USA Today, 1/3/2006
E-mail Craig Wilson at firstname.lastname@example.org
I ate just about everything over the holidays.
There I was, standing in front of my mom’s refrigerator, pouring yet another glass of eggnog with one hand while the other was roaming a tin of treats that came from Sharon, a neighbor who knows her way around a cookie sheet.
At one point, I dug into a bag of holiday goodies that I thought tasted odd. That didn’t stop me from having a second one, though, until I realized I was munching from Maggie’s Christmas gift — fancy dog treats in a variety of shapes, including a fire hydrant. They weren’t that bad. Honest.
I’m not alone, of course. My colleague Jayne admits she has been shoveling in cookies and candy as fast as she can hunt them down. She made her confession while fumbling around in a box of chocolates that appeared on the counter near her desk. She then moved on to a bag of Italian cookies. She highly recommended the ones “with the little jelly centers.”
But then again, what’s the harm, really, in eating anything you want during this brief period we call the holidays? I’ve always believed in the “enjoy it while it’s here” philosophy.
And now we’re home free.
It’s the first week in January, eggnog is nowhere to be found, and Sharon’s cookies are long gone. The box of chocolates next to Jayne’s desk has disappeared, too. (Thanks mostly to Jayne.)
Years ago, I wrote that the only New Year’s resolution anyone needed to make was to get a dog. A dog will get you out of bed in the morning, get you on a walk you otherwise wouldn’t take, and the pounds will drop off. (That and eating his treats.)

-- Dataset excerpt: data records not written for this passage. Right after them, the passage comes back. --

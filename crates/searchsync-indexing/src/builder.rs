//! Conversion between documents and the flat wire representation.

use std::collections::BTreeSet;
use std::sync::Arc;

use searchsync_types::{ConfigError, WireDocument};
use serde_json::Value;

use crate::context::SyncContext;
use crate::document::{DocHandle, Document};
use crate::error::IndexingError;

/// Builds wire documents and reconstructs documents from them.
///
/// The wire map is the document's own fields, then the id field, then any
/// meta fields, then the class discriminator.
pub struct DocumentBuilder {
    ctx: Arc<SyncContext>,
}

impl DocumentBuilder {
    pub fn new(ctx: Arc<SyncContext>) -> Self {
        Self { ctx }
    }

    pub fn to_array(&self, document: &dyn Document) -> Result<WireDocument, IndexingError> {
        let settings = self.ctx.settings();
        let mut wire = document.to_array()?;
        let user_fields: BTreeSet<String> = wire.keys().cloned().collect();

        let mut reserved: Vec<(String, Value)> =
            vec![(settings.id_field.clone(), Value::String(document.identifier()))];
        if let Some(meta) = document.as_meta_provider() {
            reserved.extend(meta.provide_meta());
        }
        reserved.push((
            settings.source_class_field.clone(),
            Value::String(document.source_class().to_string()),
        ));

        for (key, value) in reserved {
            if settings.reject_reserved_field_collisions && user_fields.contains(&key) {
                return Err(ConfigError::ReservedFieldCollision {
                    field: key,
                    class: document.source_class().to_string(),
                }
                .into());
            }
            wire.insert(key, value);
        }
        Ok(wire)
    }

    /// Rebuild a document from a wire map via the fetcher for its class.
    ///
    /// `Ok(None)` without a discriminator, without a matching fetcher, or
    /// when the fetcher cannot find the record.
    pub fn from_array(&self, wire: &WireDocument) -> Result<Option<DocHandle>, IndexingError> {
        let Some(class) = wire
            .get(&self.ctx.settings().source_class_field)
            .and_then(Value::as_str)
        else {
            return Ok(None);
        };
        match self.ctx.fetcher_for(class) {
            Some(fetcher) => fetcher.create_document(wire),
            None => Ok(None),
        }
    }
}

Patti Lawson, a trial attorney in Charleston, W.Va., understands this. Her book, The Dog Diet: A Memoir, will be out in April, and it outlines how a dog can help you drop pounds. It worked for her when a puppy named Sadie entered her life.
One of her tips: “When it comes to snacking, if your dog likes it, it’s probably not good for you.”
I already have Maggie and know all too well that having a dog will keep you active whether you want to be or not.
So I come with another diet tip this January.
At the beginning of last year, when I decided to take a break from drinking alcohol, I thought the pounds would just fall off. By February, I’d be everyone’s Valentine. But by March, nothing had happened. In fact, I’d gained weight. How cruel the world can be. No wine but no new waistline, either.
Then I analyzed my new eating/drinking habits, just as diet gurus advise. I had replaced my daily wine with Diet Coke. Gallons of it. And what I realized was it made me hungry all the time. So I dropped it, too. Lost 14 pounds by Memorial Day.
This finding is not the result of a long-term study on my part, though I recall researchers may have come up with a similar conclusion. But then again, no one seems to be paying attention to science these days.
All I know is I stopped drinking Diet Coke, and I lost weight.
Give it a try. And you don’t have to get out of bed early for it to work, either.